Records from a dataset:
= = = =

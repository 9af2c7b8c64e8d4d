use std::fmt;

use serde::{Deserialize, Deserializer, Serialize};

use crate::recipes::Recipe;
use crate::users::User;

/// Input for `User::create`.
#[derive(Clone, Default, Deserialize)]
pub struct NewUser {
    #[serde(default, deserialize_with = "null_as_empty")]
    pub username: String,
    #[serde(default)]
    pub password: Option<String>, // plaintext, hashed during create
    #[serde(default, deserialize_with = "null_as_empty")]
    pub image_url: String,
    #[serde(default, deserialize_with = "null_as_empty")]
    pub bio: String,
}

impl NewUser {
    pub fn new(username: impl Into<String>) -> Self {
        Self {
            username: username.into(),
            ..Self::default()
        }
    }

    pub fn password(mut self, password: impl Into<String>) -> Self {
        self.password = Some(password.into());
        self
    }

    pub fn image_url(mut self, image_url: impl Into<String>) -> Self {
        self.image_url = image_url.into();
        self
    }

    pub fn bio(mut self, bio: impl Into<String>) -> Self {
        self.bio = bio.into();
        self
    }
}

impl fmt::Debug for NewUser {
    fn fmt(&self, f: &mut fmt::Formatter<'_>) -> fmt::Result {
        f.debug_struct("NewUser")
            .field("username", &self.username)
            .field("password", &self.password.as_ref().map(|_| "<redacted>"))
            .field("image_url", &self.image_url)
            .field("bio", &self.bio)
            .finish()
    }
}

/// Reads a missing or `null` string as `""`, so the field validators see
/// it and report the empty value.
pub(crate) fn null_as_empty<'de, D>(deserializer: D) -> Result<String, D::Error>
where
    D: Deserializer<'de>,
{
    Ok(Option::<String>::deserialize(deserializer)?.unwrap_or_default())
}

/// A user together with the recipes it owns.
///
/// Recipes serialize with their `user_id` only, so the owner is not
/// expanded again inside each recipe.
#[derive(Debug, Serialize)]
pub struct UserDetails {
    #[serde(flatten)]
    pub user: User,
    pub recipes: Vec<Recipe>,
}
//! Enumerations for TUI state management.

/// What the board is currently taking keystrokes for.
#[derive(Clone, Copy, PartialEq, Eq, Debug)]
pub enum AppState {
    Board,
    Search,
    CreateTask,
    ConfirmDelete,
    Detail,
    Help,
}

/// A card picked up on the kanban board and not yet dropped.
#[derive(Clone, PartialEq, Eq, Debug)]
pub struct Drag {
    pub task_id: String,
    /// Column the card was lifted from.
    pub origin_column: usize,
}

= = = =

GOAL OF THE EXERCISE —
Among the lines of the preceding data, which ones hold the word "card"? List them.

RESPONSE BOX —
/// A card picked up on the kanban board and not yet dropped.
    /// Column the card was lifted from.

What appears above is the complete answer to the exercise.